Describe your major for someone who has never heard of your field before.
Africana Studies is a discipline bred out of a need for Black discursive survival. It’s an interdisciplinary field that considers how race emerges in a variety of different contexts, ranging from psychology to politics. We seek to develop an understanding of race that is inseparable from conversations on gender, sexuality, class, nation, religion, and other aspects. Put simply, Africana Studies explores these questions: How does race shape our world today, how has race shaped our world before, and how will race shape our world in the future?
Did you ever have trouble deciding on a major? What, ultimately, helped you decide?
I came to Smith thinking I was going to major in government. This changed after I took a class called “Introduction to Black Women’s Studies” taught by Professor Flávia Santos de Araújo in the spring of my first year. It was in this class that I found what I didn’t know I was looking for all along—a discipline that held Black people at its forefront, so contrary to the other fields that I had encountered. Before that spring, classes I took only really talked about race as an inconsequential additive to whatever we were already learning about. Black Women’s Studies taught me that centering Black people, and particularly Black women and Black queer folks, in my studies allows me to understand the very foundations of our modern world.

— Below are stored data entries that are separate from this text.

//! Sharded cache router.
//!
//! [`ShardedCache`] owns a power-of-two number of independent caches and
//! routes every key to one of them, so threads touching different shards
//! never contend on the same lock.
//!
//! ## Architecture
//!
//! ```text
//!   key ──shard_fn──► n ──n & (shards - 1)──► slot
//!
//!   ┌──────────────────────────────────────────────────────────────┐
//!   │ ShardedCache<K, V>                                           │
//!   │                                                              │
//!   │  slots: [RwLock<Arc<dyn Cache<K, V>>>; shards]               │
//!   │   ┌────────┬────────┬────────┬────────┐                      │
//!   │   │ shard0 │ shard1 │ shard2 │ shard3 │   (live)             │
//!   │   └────────┴────────┴────────┴────────┘                      │
//!   │                     │ shutdown()                             │
//!   │                     ▼                                        │
//!   │   ┌────────┬────────┬────────┬────────┐                      │
//!   │   │  nop   │  nop   │  nop   │  nop   │   (one shared Arc)   │
//!   │   └────────┴────────┴────────┴────────┘                      │
//!   └──────────────────────────────────────────────────────────────┘
//! ```
//!
//! A call clones the shard's `Arc` out of its slot and releases the slot
//! lock before touching the shard. A call racing with shutdown therefore
//! completes against the live shard or sees the no-op sentinel; it never
//! sees a missing or half-built shard.
//!
//! ## Aggregates
//!
//! `size` and `capacity` sum shards one at a time without a global lock; a
//! concurrent mutation on a shard already summed is not reflected. After
//! shutdown both are 0.
//!
//! ## Example Usage
//!
//! ```
//! use evictkit::builder::ShardedOptions;
//! use evictkit::sharded::ShardedCache;
//! use evictkit::traits::Cache;
//!
//! let cache: ShardedCache<u64, String> = ShardedOptions::new(64)
//!     .min_shards(8)
//!     .shard_fn(|k: &u64| *k as usize)
//!     .lru_shards()
//!     .build()
//!     .unwrap();
//!
//! assert_eq!(cache.shard_count(), 8);
//! cache.put(3, "three".to_string()).unwrap();
//! assert_eq!(cache.get(&3).unwrap(), Some("three".to_string()));
//!
//! cache.shutdown();
//! assert!(cache.get(&3).unwrap_err().is_shutdown());
//! ```

use std::fmt;
use std::mem;
use std::sync::atomic::{AtomicBool, Ordering};
use std::sync::Arc;

use parking_lot::RwLock;

use crate::error::CacheError;
use crate::policy::nop::NopCache;
use crate::traits::{Cache, ShardFactory, ShardFn};

type ShardSlot<K, V> = RwLock<Arc<dyn Cache<K, V>>>;

/// A cache that partitions keys across independent shards.
pub struct ShardedCache<K, V> {
    slots: Box<[ShardSlot<K, V>]>,
    mask: usize,
    shard_fn: ShardFn<K>,
    per_shard_capacity: usize,
    shut_down: AtomicBool,
}

impl<K, V> ShardedCache<K, V>
where
    K: Send + Sync + 'static,
    V: Send + Sync + 'static,
{
    /// Builds `shard_count` shards through `factory`.
    ///
    /// `shard_count` must be a power of two. If any shard fails to build,
    /// the shards built so far are shut down and the error is returned.
    pub(crate) fn with_factory(
        shard_count: usize,
        per_shard_capacity: usize,
        shard_fn: ShardFn<K>,
        factory: &ShardFactory<K, V>,
    ) -> Result<Self, CacheError> {
        debug_assert!(shard_count.is_power_of_two());

        let mut shards: Vec<Arc<dyn Cache<K, V>>> = Vec::with_capacity(shard_count);
        for index in 0..shard_count {
            match factory(per_shard_capacity) {
                Ok(shard) => shards.push(shard),
                Err(error) => {
                    tracing::warn!(
                        shard = index,
                        error = %error,
                        "shard construction failed; shutting down built shards"
                    );
                    for shard in &shards {
                        shard.shutdown();
                    }
                    return Err(error);
                },
            }
        }

        Ok(Self {
            slots: shards.into_iter().map(RwLock::new).collect(),
            mask: shard_count - 1,
            shard_fn,
            per_shard_capacity,
            shut_down: AtomicBool::new(false),
        })
    }

    pub fn shard_count(&self) -> usize {
        self.slots.len()
    }

    /// Capacity each shard was built with.
    pub fn per_shard_capacity(&self) -> usize {
        self.per_shard_capacity
    }

    pub fn is_shutdown(&self) -> bool {
        self.shut_down.load(Ordering::Acquire)
    }

    /// Index of the shard `key` routes to.
    pub fn shard_index(&self, key: &K) -> usize {
        (self.shard_fn)(key) & self.mask
    }

    fn shard(&self, index: usize) -> Arc<dyn Cache<K, V>> {
        Arc::clone(&self.slots[index].read())
    }

    fn shard_for(&self, key: &K) -> Arc<dyn Cache<K, V>> {
        self.shard(self.shard_index(key))
    }
}

impl<K, V> Cache<K, V> for ShardedCache<K, V>
where
    K: Send + Sync + 'static,
    V: Send + Sync + 'static,
{
    fn get(&self, key: &K) -> Result<Option<V>, CacheError> {
        self.shard_for(key).get(key)
    }

    fn put(&self, key: K, value: V) -> Result<(), CacheError> {
        self.shard_for(&key).put(key, value)
    }

    fn delete(&self, key: &K) -> Result<bool, CacheError> {
        self.shard_for(key).delete(key)
    }

    fn size(&self) -> usize {
        (0..self.slots.len()).map(|i| self.shard(i).size()).sum()
    }

    fn capacity(&self) -> usize {
        (0..self.slots.len()).map(|i| self.shard(i).capacity()).sum()
    }

    /// Resets shards in order, stopping at the first shard that reports
    /// shutdown.
    fn reset(&self) -> Result<(), CacheError> {
        for index in 0..self.slots.len() {
            self.shard(index).reset()?;
        }
        Ok(())
    }

    /// Visits shards in index order, each most recently used first, and stops
    /// everywhere once `visit` returns `false`.
    fn traverse(&self, visit: &mut dyn FnMut(&K, &V) -> bool) -> Result<(), CacheError> {
        for index in 0..self.slots.len() {
            let mut stopped = false;
            self.shard(index).traverse(&mut |key, value| {
                let keep_going = visit(key, value);
                stopped = !keep_going;
                keep_going
            })?;
            if stopped {
                break;
            }
        }
        Ok(())
    }

    fn shutdown(&self) {
        if self
            .shut_down
            .compare_exchange(false, true, Ordering::AcqRel, Ordering::Acquire)
            .is_err()
        {
            return;
        }

        let nop: Arc<dyn Cache<K, V>> = Arc::new(NopCache);
        let detached: Vec<Arc<dyn Cache<K, V>>> = self
            .slots
            .iter()
            .map(|slot| mem::replace(&mut *slot.write(), Arc::clone(&nop)))
            .collect();

        for shard in &detached {
            shard.shutdown();
        }
        tracing::debug!(shards = detached.len(), "sharded cache shut down");
    }
}

impl<K, V> fmt::Debug for ShardedCache<K, V> {
    fn fmt(&self, f: &mut fmt::Formatter<'_>) -> fmt::Result {
        f.debug_struct("ShardedCache")
            .field("shards", &self.slots.len())
            .field("per_shard_capacity", &self.per_shard_capacity)
            .field("shut_down", &self.shut_down.load(Ordering::Relaxed))
            .finish_non_exhaustive()
    }
}
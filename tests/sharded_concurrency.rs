// ==============================================
// SHARDED CACHE CONCURRENCY TESTS (integration)
// ==============================================
use std::sync::atomic::{AtomicUsize, Ordering};
use std::sync::{Arc, Barrier};
use std::thread;

use evictkit::builder::ShardedOptions;
use evictkit::sharded::ShardedCache;
use evictkit::traits::{Cache, EvictReason};

fn modulo_cache(capacity: usize, shards: usize) -> ShardedCache<u64, String> {
    ShardedOptions::new(capacity)
        .min_shards(shards)
        .shard_fn(|k: &u64| *k as usize)
        .lru_shards()
        .build()
        .unwrap()
}

mod routing {
    use super::*;

    #[test]
    fn sequential_keys_round_trip_across_eight_shards() {
        let cache = modulo_cache(80, 8);
        assert_eq!(cache.shard_count(), 8);

        for k in 0..10u64 {
            cache.put(k, format!("value-{k}")).unwrap();
        }
        for k in 0..10u64 {
            assert_eq!(cache.get(&k).unwrap(), Some(format!("value-{k}")));
            assert_eq!(cache.shard_index(&k), (k % 8) as usize);
        }
        assert_eq!(cache.size(), 10);
        assert_eq!(cache.capacity(), 80);
    }

    #[test]
    fn eviction_is_local_to_a_shard() {
        // Two shards of one entry each; keys 0 and 2 share shard 0.
        let cache = modulo_cache(2, 2);
        cache.put(0, "zero".into()).unwrap();
        cache.put(1, "one".into()).unwrap();
        cache.put(2, "two".into()).unwrap();

        assert_eq!(cache.get(&0).unwrap(), None);
        assert_eq!(cache.get(&1).unwrap(), Some("one".to_string()));
        assert_eq!(cache.get(&2).unwrap(), Some("two".to_string()));
    }
}

mod threads {
    use super::*;

    #[test]
    fn disjoint_writers_then_readers() {
        let cache = Arc::new(modulo_cache(4_096, 16));
        let num_threads = 8u64;
        let per_thread = 200u64;
        let barrier = Arc::new(Barrier::new(num_threads as usize));

        let handles: Vec<_> = (0..num_threads)
            .map(|t| {
                let cache = Arc::clone(&cache);
                let barrier = Arc::clone(&barrier);
                thread::spawn(move || {
                    barrier.wait();
                    for i in 0..per_thread {
                        let key = t * per_thread + i;
                        cache.put(key, format!("{t}:{i}")).unwrap();
                    }
                })
            })
            .collect();
        for handle in handles {
            handle.join().unwrap();
        }

        assert_eq!(cache.size(), (num_threads * per_thread) as usize);
        for t in 0..num_threads {
            for i in 0..per_thread {
                let key = t * per_thread + i;
                assert_eq!(cache.get(&key).unwrap(), Some(format!("{t}:{i}")));
            }
        }
    }

    #[test]
    fn mixed_workload_respects_capacity() {
        let cache = Arc::new(modulo_cache(64, 8));
        let barrier = Arc::new(Barrier::new(4));

        let handles: Vec<_> = (0..4u64)
            .map(|t| {
                let cache = Arc::clone(&cache);
                let barrier = Arc::clone(&barrier);
                thread::spawn(move || {
                    barrier.wait();
                    for i in 0..1_000u64 {
                        let key = (t * 7 + i) % 200;
                        match i % 3 {
                            0 => cache.put(key, key.to_string()).unwrap(),
                            1 => {
                                if let Some(v) = cache.get(&key).unwrap() {
                                    assert_eq!(v, key.to_string());
                                }
                            },
                            _ => {
                                cache.delete(&key).unwrap();
                            },
                        }
                    }
                })
            })
            .collect();
        for handle in handles {
            handle.join().unwrap();
        }

        assert!(cache.size() <= cache.capacity());
    }

    #[test]
    fn shutdown_races_with_callers() {
        let evicted = Arc::new(AtomicUsize::new(0));
        let counter = Arc::clone(&evicted);
        let cache: Arc<ShardedCache<u64, u64>> = Arc::new(
            ShardedOptions::new(1_024)
                .min_shards(8)
                .hashed_keys(7)
                .lru_shards_with(move |reason, _, _| {
                    if reason == EvictReason::Shutdown {
                        counter.fetch_add(1, Ordering::SeqCst);
                    }
                    Ok(())
                })
                .build()
                .unwrap(),
        );
        for k in 0..100 {
            cache.put(k, k).unwrap();
        }

        let barrier = Arc::new(Barrier::new(5));
        let workers: Vec<_> = (0..4u64)
            .map(|t| {
                let cache = Arc::clone(&cache);
                let barrier = Arc::clone(&barrier);
                thread::spawn(move || {
                    barrier.wait();
                    for i in 0..10_000u64 {
                        // Every call either completes or reports shutdown.
                        match cache.get(&(i % 100)) {
                            Ok(Some(v)) => assert_eq!(v, i % 100),
                            Ok(None) => {},
                            Err(err) => {
                                assert!(err.is_shutdown());
                                return;
                            },
                        }
                        if let Err(err) = cache.put(1_000 + t, i) {
                            assert!(err.is_shutdown());
                            return;
                        }
                    }
                })
            })
            .collect();

        barrier.wait();
        cache.shutdown();
        for worker in workers {
            worker.join().unwrap();
        }

        assert!(cache.is_shutdown());
        assert_eq!(cache.size(), 0);
        assert!(cache.get(&1).unwrap_err().is_shutdown());
        // The 100 seeded keys plus at most one key per worker.
        let reported = evicted.load(Ordering::SeqCst);
        assert!((100..=104).contains(&reported), "reported {reported}");
    }

    #[test]
    fn concurrent_shutdown_is_idempotent() {
        let cache = Arc::new(modulo_cache(64, 4));
        for k in 0..32 {
            cache.put(k, k.to_string()).unwrap();
        }

        let barrier = Arc::new(Barrier::new(4));
        let handles: Vec<_> = (0..4)
            .map(|_| {
                let cache = Arc::clone(&cache);
                let barrier = Arc::clone(&barrier);
                thread::spawn(move || {
                    barrier.wait();
                    cache.shutdown();
                })
            })
            .collect();
        for handle in handles {
            handle.join().unwrap();
        }

        assert!(cache.is_shutdown());
        assert_eq!(cache.capacity(), 0);
        assert!(cache.reset().unwrap_err().is_shutdown());
    }
}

Describe a moment from a class that particularly sticks with you.
“Black Archive,” a class taught by Professor Sam Ng in the fall of 2020, was a transformational season for me in developing my bond with Africana Studies. For a class assignment, we had to select an oral history from Smith’s Voices of Feminism Oral History Project to analyze and write a paper on. I chose and watched the oral history of Linda Burnham, an activist who had led multiple organizations, including the Third World Women’s Alliance. Professor Loretta Ross was interviewing Burnham. As I watched Ross express a deep care for preserving the history of Burnham, a Black woman, I began to really understand the profound rarity of Black women’s presence in more widely known archives. Ross’ interview was not just an interview, but also a deeply political act in the context of a nation that so rarely preserves Black women’s histories. Watching this oral history actually made me frantically write a long list of questions that I had for my grandmother, a woman whom I realized I basically knew nothing about since our family’s women are expected to be quiet and reserved. I urgently arranged a Zoom call with her and interviewed her about her life, all because Black Archive taught me about the politics of historical preservation.
What was your favorite learning moment that didn't involve a class?
I learn a lot when I write about pop culture, which I do occasionally outside of my classes. I recently wrote an opinion piece on #NotMyAriel, a trending hashtag led by folks who were really upset about the new live-action Little Mermaid being Black. I had already grown so familiar with the popular arguments about the topic on social media, to a point where I found the discourse seemed to be going in circles. So, I decided to sit down with the topic and really think about why people would be panicking that a fantastical mermaid had changed races. Was it just racism? Or was it something deeper? I came to realize that it’s actually very common that people are protective of originally white characters in fantasy movies. So I considered a more specific question: Do people use fantasy as an escape from their racial realities? Do some fantasy movies serve as a racial utopia for viewers? Writing this article made me think more deeply about the complexities of racism in popular culture. You can read the article on The Sophian.
What’s your “Big Dream” for your future? How would you like to use your Smith knowledge to change the world?
I want to continue public-facing writing that centers Black people and conversations about race. Whether it’s news reports, op-eds, or books, I just want to write in a way that brings visibility to lesser-known or understood topics. I want my experience in Africana Studies to always be the underpinning of my work. I want to always speak my mind because, as Audre Lorde has beautifully written, “it is better to speak remembering we were never meant to survive.” I want us to survive.